The most common transition metals used in pyrotechnics iron, copper and zinc. Sometimes titanium is used for 
sparks and priming compositions because of its large heat capacity. Zirconium is rarely used as a flash powder 
ingredient.

Iron is used as iron oxide for one of the favorite thermite reactions. Iron is also used in metal form to produce bright 
orange sparks, most notably in Clark's Giant Steel Fountain. Iron must be coated in a protective layer of something 
like linseed oil to prevent it from reacting with oxidizers and rusting. Finely divided iron is used with potassium 
permanganate as a slow fuse in some applications.

Copper is able to produce greens however it is not commonly used because barium compounds produce deeper 
greens. One copper compound that is used for green is copper acetoarsenite. This compound produces an 
excellent green however it is not commonly used because of its high toxicity. Instead, copper compounds are used 
to produce blue. The copper ion itself produces a green, however copper(II) chloride produces blue when excited. 
Usually a copper compound such as copper oxide is used with a fuel, oxidizer and chlorine donor. When the 
oxidizer and fuel burn, the copper oxide decomposes giving off copper and contributing oxygen too. The chlorine 
donor such as polyvinyl chloride also decomposes giving free chlorine. Then the copper combines with chlorine in 
the flame envelope and produces copper(II) chloride while the composition is burning. Copper oxide is also 
sometimes used in a fast thermite reaction with aluminum.

Zinc is used in powdered metallic form to make zinc spreader stars and electric stars. Zinc produces a bluish or 
green color when burning. Zinc spreader stars break up into a number of smaller stars in the sky, producing a blue 
color. Electric stars are bright blue blue, with bluish zinc sparks coming off the main star, this gives an illusion of 
electricity. Zinc is also used in rockets with sulfur, which when burns forms zinc sulfide large amounts of heat.

Group 4 elements that are used in pyrotechnics are carbon, silicon, and lead. Bismuth, although of the group 5 
elements is used interchangeably with lead.

Carbon is an extremely important fuel when it is in the form of charcoal and sometimes lampblack. It is used as the 
main fuel for black powder, to produce orange sparks and as a fuel in a number of other different compositions 
besides black powder, such as H3. While not very common, carbon electrodes are also used in the amateur 
production of perchlorates and chlorates. Graphite nozzles are sometimes used on rockets and fountains. Carbon 
is used in the form of carbonates combined with metals such as strontium to use as a coloring agent in different 
compositions.

Silicon metal is only used on occasion in priming compositions because of its large heat capacity and high burning 
temperature. Silicon dioxide is known as Cab-O-Sil or Aero-Sil and is used because it is free flowing and low 
density. It is added to powders to make them “fluffy” and easy to pour and handle.

Lead tetraoxide or bismuth trioxide are used in an effect called Dragons Eggs.

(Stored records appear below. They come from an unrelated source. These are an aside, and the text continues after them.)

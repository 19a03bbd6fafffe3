//! CLI command routing and structure for VOPR.
//!
//! This module provides a beautiful, intuitive command-line interface
//! for running simulations, reproducing failures, and analyzing results.
//!
//! ## Commands
//!
//! - `run` - Run simulation with specified scenario
//! - `repro` - Reproduce failure from .kmb bundle
//! - `show` - Display failure summary
//! - `scenarios` - List all available scenarios
//! - `stats` - Display coverage and invariant statistics
//!
//! ## Design Goals
//!
//! - **Intuitive**: Commands feel like git/cargo/rr
//! - **Beautiful**: Rich formatting, colors, progress indicators
//! - **Actionable**: Clear next steps on failures

pub mod run;
pub mod repro;
pub mod show;
pub mod scenarios;
pub mod stats;

pub use run::RunCommand;
pub use repro::ReproCommand;
pub use show::ShowCommand;
pub use scenarios::ScenariosCommand;
pub use stats::StatsCommand;

use std::path::PathBuf;

// ============================================================================
// Command Trait
// ============================================================================

/// Common interface for all VOPR commands.
pub trait Command {
    /// Executes the command.
    fn execute(&self) -> Result<(), CommandError>;
}

// ============================================================================
// Command Errors
// ============================================================================

/// Errors that can occur during command execution.
#[derive(Debug, thiserror::Error)]
pub enum CommandError {
    #[error("IO error: {0}")]
    Io(#[from] std::io::Error),

    #[error("Simulation error: {0}")]
    Simulation(String),

    #[error("Invalid bundle file: {0}")]
    InvalidBundle(String),

    #[error("Invalid scenario: {0}")]
    InvalidScenario(String),

    #[error("No failures found")]
    NoFailures,
}

// ============================================================================
// Common CLI Types
// ============================================================================

/// Output format for results.
#[derive(Debug, Clone, Copy, PartialEq, Eq)]
pub enum OutputFormat {
    /// Human-readable text output.
    Human,
    /// JSON output for tooling.
    Json,
    /// Compact summary.
    Compact,
}

impl OutputFormat {
    /// Parses output format from string.
    pub fn from_str(s: &str) -> Option<Self> {
        match s.to_lowercase().as_str() {
            "human" => Some(Self::Human),
            "json" => Some(Self::Json),
            "compact" => Some(Self::Compact),
            _ => None,
        }
    }
}

/// Verbosity level for output.
#[derive(Debug, Clone, Copy, PartialEq, Eq, PartialOrd, Ord)]
pub enum Verbosity {
    Quiet = 0,
    Normal = 1,
    Verbose = 2,
    Debug = 3,
}

impl Verbosity {
    /// Returns true if at least the specified level.
    pub fn at_least(&self, level: Verbosity) -> bool {
        *self >= level
    }
}

// ============================================================================
// Progress Reporting
// ============================================================================

/// Progress reporter for long-running operations.
pub struct ProgressReporter {
    /// Total iterations.
    total: u64,
    /// Current iteration.
    current: u64,
    /// Show progress bar.
    show_progress: bool,
}

impl ProgressReporter {
    /// Creates a new progress reporter.
    pub fn new(total: u64, show_progress: bool) -> Self {
        Self {
            total,
            current: 0,
            show_progress,
        }
    }

    /// Updates progress.
    pub fn update(&mut self, current: u64) {
        self.current = current;
        if self.show_progress && current % 100 == 0 {
            self.print_progress();
        }
    }

    /// Finishes progress reporting.
    pub fn finish(&self) {
        if self.show_progress {
            println!("\n✓ Completed {}/{} iterations", self.current, self.total);
        }
    }

    fn print_progress(&self) {
        let percent = (self.current as f64 / self.total as f64 * 100.0) as u64;
        print!("\r[");
        let bar_width: usize = 40;
        let filled = ((bar_width as u64 * self.current) / self.total) as usize;
        for i in 0..bar_width {
            if i < filled {
                print!("=");
            } else if i == filled {
                print!(">");
            } else {
                print!(" ");
            }
        }
        print!("] {}% ({}/{})", percent, self.current, self.total);
        let _ = std::io::Write::flush(&mut std::io::stdout());
    }
}

// ============================================================================
// Result Formatting
// ============================================================================

/// Formats a success message with checkmark.
pub fn format_success(message: &str) -> String {
    format!("✓ {}", message)
}

/// Formats an error message with cross mark.
pub fn format_error(message: &str) -> String {
    format!("✗ {}", message)
}

/// Formats a warning message with warning sign.
pub fn format_warning(message: &str) -> String {
    format!("⚠ {}", message)
}

/// Formats an info message with info sign.
pub fn format_info(message: &str) -> String {
    format!("ℹ {}", message)
}

// ============================================================================
// File Operations
// ============================================================================

/// Validates that a bundle file exists and has .kmb extension.
pub fn validate_bundle_path(path: &PathBuf) -> Result<(), CommandError> {
    if !path.exists() {
        return Err(CommandError::InvalidBundle(format!(
            "File not found: {}",
            path.display()
        )));
    }

    if path.extension().and_then(|s| s.to_str()) != Some("kmb") {
        return Err(CommandError::InvalidBundle(format!(
            "Invalid file extension (expected .kmb): {}",
            path.display()
        )));
    }

    Ok(())
}

/// Generates a bundle filename based on seed and timestamp.
pub fn generate_bundle_filename(seed: u64, invariant: &str) -> String {
    let timestamp = std::time::SystemTime::now()
        .duration_since(std::time::UNIX_EPOCH)
        .unwrap_or_default()
        .as_secs();

    format!("failure-{}-{}-{}.kmb", invariant, seed, timestamp)
}
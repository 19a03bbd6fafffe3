//! Zero-copy buffer pool for recycling `BytesMut` allocations.
//!
//! The server's connection handling frequently allocates and frees buffers for
//! reading and writing wire protocol frames. This pool recycles `BytesMut`
//! instances to reduce allocator pressure and improve throughput.
//!
//! Backed by `crossbeam_queue::ArrayQueue` for lock-free, bounded pooling.
//! When the pool is empty, `get()` allocates a fresh buffer. When the pool
//! is full, `put()` drops the buffer instead of returning it.

use bytes::BytesMut;
use crossbeam_queue::ArrayQueue;

/// A lock-free pool of `BytesMut` buffers for reuse across connections.
///
/// # Design
///
/// - `get()` pops a recycled buffer or allocates a new one with `default_capacity`.
/// - `put()` clears the buffer and returns it to the pool (or drops it if full).
/// - The pool is bounded to prevent unbounded memory growth after traffic spikes.
///
/// # Sizing
///
/// Choose `pool_size` based on the expected number of concurrent connections.
/// Choose `default_capacity` based on the typical wire frame size (e.g., 8 KiB).
pub struct BytesMutPool {
    pool: ArrayQueue<BytesMut>,
    default_capacity: usize,
}

impl BytesMutPool {
    /// Creates a new buffer pool.
    ///
    /// # Arguments
    ///
    /// * `pool_size` - Maximum number of buffers to keep in the pool.
    /// * `default_capacity` - Initial capacity for newly allocated buffers.
    ///
    /// # Panics
    ///
    /// Panics if `pool_size` is 0 or `default_capacity` is 0.
    pub fn new(pool_size: usize, default_capacity: usize) -> Self {
        assert!(pool_size > 0, "pool_size must be positive");
        assert!(default_capacity > 0, "default_capacity must be positive");
        Self {
            pool: ArrayQueue::new(pool_size),
            default_capacity,
        }
    }

    /// Retrieves a buffer from the pool, or allocates a new one if empty.
    ///
    /// Recycled buffers are cleared (length == 0) but retain their allocated
    /// capacity, avoiding reallocation for typical frame sizes.
    pub fn get(&self) -> BytesMut {
        self.pool
            .pop()
            .unwrap_or_else(|| BytesMut::with_capacity(self.default_capacity))
    }

    /// Returns a buffer to the pool for reuse.
    ///
    /// The buffer is cleared before being placed back. If the pool is already
    /// full, the buffer is silently dropped.
    pub fn put(&self, mut buf: BytesMut) {
        buf.clear();
        // If the pool is full, the buffer is dropped. This is intentional:
        // after a traffic spike, we shed excess buffers rather than growing
        // memory indefinitely.
        let _ = self.pool.push(buf);
    }

    /// Returns the number of buffers currently available in the pool.
    pub fn available(&self) -> usize {
        self.pool.len()
    }
}
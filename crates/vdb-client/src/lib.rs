//! vdb-client: Client SDK for VerityDB
//!
//! Provides a high-level API for applications to interact with VerityDB:
//! - VerityClient::connect(addr)
//! - publish(tenant, stream, payloads, opts) -> Offsets
//! - Durability options: LocalQuorum, GeoDurable

// TODO: Implement client SDK
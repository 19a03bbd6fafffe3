//! Exchange FSM: the pure core of one exchange. Holds no IO and suspends on
//! nothing; `(state, event) -> (state, actions)` is a plain function, tested
//! directly without a reactor. Mirrors the split between `replica::state`
//! and `replica::mod`'s shell in this workspace's VSR implementation.

use std::time::Instant;

use bytes::Bytes;
use tracing::{error, info, warn};

use crate::capability::{ClockOps, ExchangeEvent, PhaseRequest, TreeOps};
use crate::collector::ReplyCollector;
use crate::config::AeeConfig;
use crate::merge;
use crate::selector;
use crate::types::{Acc, BranchId, ExchangeId, Phase, SegmentId};

/// What the FSM is doing right now.
#[derive(Debug, Clone)]
pub enum Lifecycle<C: ClockOps> {
    /// Waiting out the jittered pause before running `enter`'s logic.
    /// `finished` carries the just-completed collection forward across the
    /// pause (`None` only for the very first, pre-Prepare pause).
    Pausing {
        enter: Phase,
        finished: Option<ReplyCollector<C>>,
    },
    /// Waiting for both colours to reply to the current phase's request.
    Collecting(ReplyCollector<C>),
    /// Terminated. Further events are discarded.
    Done,
}

/// A side-effecting instruction for [`crate::agent`] to carry out. Kept as
/// data, rather than called directly, so `on_event` stays synchronous.
#[derive(Debug, Clone)]
pub enum Action<C: ClockOps> {
    /// Fan `request` out to both colours' target sets.
    Dispatch(PhaseRequest),
    /// Arm the jittered inter-phase pause; the shell owns the RNG and the
    /// base duration, so no parameters travel with this action.
    SchedulePause,
    /// Invoke the repair callback with the computed symmetric difference.
    Repair(Vec<C::KeyClock>),
    /// Invoke the reply callback with the terminal phase name and release
    /// this exchange's resources.
    Terminate(Phase),
}

/// Everything `on_event` produced for one event, in the order the shell
/// should carry them out.
#[derive(Debug, Clone)]
pub struct ExchangeOutput<C: ClockOps> {
    pub actions: Vec<Action<C>>,
}
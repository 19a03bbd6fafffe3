//! Request Dispatcher: fans a phase request out to both colours' target
//! sets, alternating between colours so neither starves when the lists are
//! unequal in length. Dispatch itself never blocks; a send capability that
//! fails is invisible here and manifests only as a phase deadline.

use tokio::sync::mpsc;

use crate::capability::{ClockOps, ExchangeEvent, PhaseRequest, ReplyHandle, Target};

/// Walks `blue_targets` and `pink_targets` in lockstep by index, invoking
/// each target's send capability. The relative dispatch order among
/// individual targets is unspecified; only the blue/pink alternation is
/// part of the contract.
pub fn dispatch<C: ClockOps>(
    msg: &PhaseRequest,
    blue_targets: &[Target<C>],
    pink_targets: &[Target<C>],
    reply_tx: &mpsc::UnboundedSender<ExchangeEvent<C>>,
) {
    let max_len = blue_targets.len().max(pink_targets.len());
    for i in 0..max_len {
        if let Some((capability, preflist)) = blue_targets.get(i) {
            let reply_to = ReplyHandle::new(reply_tx.clone());
            capability.send(msg.clone(), preflist, crate::types::Colour::Blue, reply_to);
        }
        if let Some((capability, preflist)) = pink_targets.get(i) {
            let reply_to = ReplyHandle::new(reply_tx.clone());
            capability.send(msg.clone(), preflist, crate::types::Colour::Pink, reply_to);
        }
    }
}

#[cfg(test)]
mod tests {
    use super::*;
    use crate::capability::SendCapability;
    use crate::types::Colour;
    use std::sync::{Arc, Mutex};

    struct RecordingCapability {
        seen: Arc<Mutex<Vec<Colour>>>,
    }

    impl<C: ClockOps> SendCapability<C> for RecordingCapability {
        fn send(&self, _msg: PhaseRequest, _preflist: &crate::capability::Preflist, colour: Colour, _reply_to: ReplyHandle<C>) {
            self.seen.lock().unwrap().push(colour);
        }
    }

    #[test]
    fn dispatch_alternates_colours_with_unequal_list_lengths() {
        use crate::test_support::FakeClockOps;

        let seen = Arc::new(Mutex::new(Vec::new()));
        let cap: Arc<dyn SendCapability<FakeClockOps>> = Arc::new(RecordingCapability { seen: seen.clone() });
        let blue_targets = vec![(cap.clone(), vec![1]), (cap.clone(), vec![2])];
        let pink_targets = vec![(cap.clone(), vec![3])];

        let (tx, _rx) = mpsc::unbounded_channel::<ExchangeEvent<FakeClockOps>>();
        dispatch(&PhaseRequest::FetchRoot, &blue_targets, &pink_targets, &tx);

        let seen = seen.lock().unwrap();
        assert_eq!(seen.len(), 3);
        assert_eq!(seen[0], Colour::Blue);
        assert_eq!(seen[1], Colour::Pink);
        assert_eq!(seen[2], Colour::Blue);
    }
}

The lead or bismuth oxides are 
mixed with magnalium, copper oxide, and nitrocellulose lacquer. Then the composition made into small granules. 
The mixture has an oscillatory burning effect that is much more vigorous than strobe mix. During the smolder phase 
the eggs remain silent, then when they reach the active phase they produce a sharp crack. Using large granules of 
the mixture is not effective because the egg will shatter itself and disperse the rest of it before it has a change to 
react. Lead is more commonly used because it cheaper though bismuth is preferred because its reduced toxicity.

The only group three elements that is commonly used is aluminum, it is one of the most important fuels in 
pyrotechnics. Aluminum is manufactured in a very finely powdered to produce different products: atomized, flake 
and dark aluminums. The atomized aluminum are made by liquefying the aluminum then spraying the liquid into an 
atmosphere of inert gas. There are a variety of methods used to make the aluminum into very small particles during 
atomization, including ultrasonic speakers near the nozzle. Once the aluminum has cooled, cold air is slowly let into 
the container to minimize the aluminum oxide coating. Atomized aluminum is not used as much as the other two 
kinds because it does not have a shape that allows it to light easily. The other two manufacturing methods produce 
edges on the particles (instead of round particles) that heat up quickly, making the powder more reactive. Flake 
aluminum is similar to aluminum foil cut up very small. A sheet of aluminum is pounded very thin then cut up into 
small pieces. This kind of aluminum powder is used for sparks in stars and fountains, some rocket fuels and some 
slow flash powders, as well as other non pyrotechnic uses such as paint pigment and radiator sealant. The fourth 
and most reactive type of aluminum is dark aluminum. Called “Indian blackhead” or “dark German aluminum”, this 
kind of aluminum powder is the most reactive. So reactive in fact that some suppliers will not sell over two pounds of 
it per year to a customer without seeing a high explosives license! This kind of aluminum is manufactured similarly 
to flake aluminum but it is pounded thinner, and it is covered by paper during the pounding process, to keep an 
oxide layer from forming. Then the aluminum is cut and ground until it is very fine. Then the powder is heated under
an inert atmosphere to get rid of the paper. This leaves a fine dark carbon layer on the aluminum, which gives it its 
name. The carbon layer prevents an oxide layer from forming, making this aluminum very reactive. The particles 
are only a few microns big. This type of aluminum is typically used in flash powder, which is used for salutes and 
burst charges. The maximum amount of flash allowed in firecrackers is 50 milligrams.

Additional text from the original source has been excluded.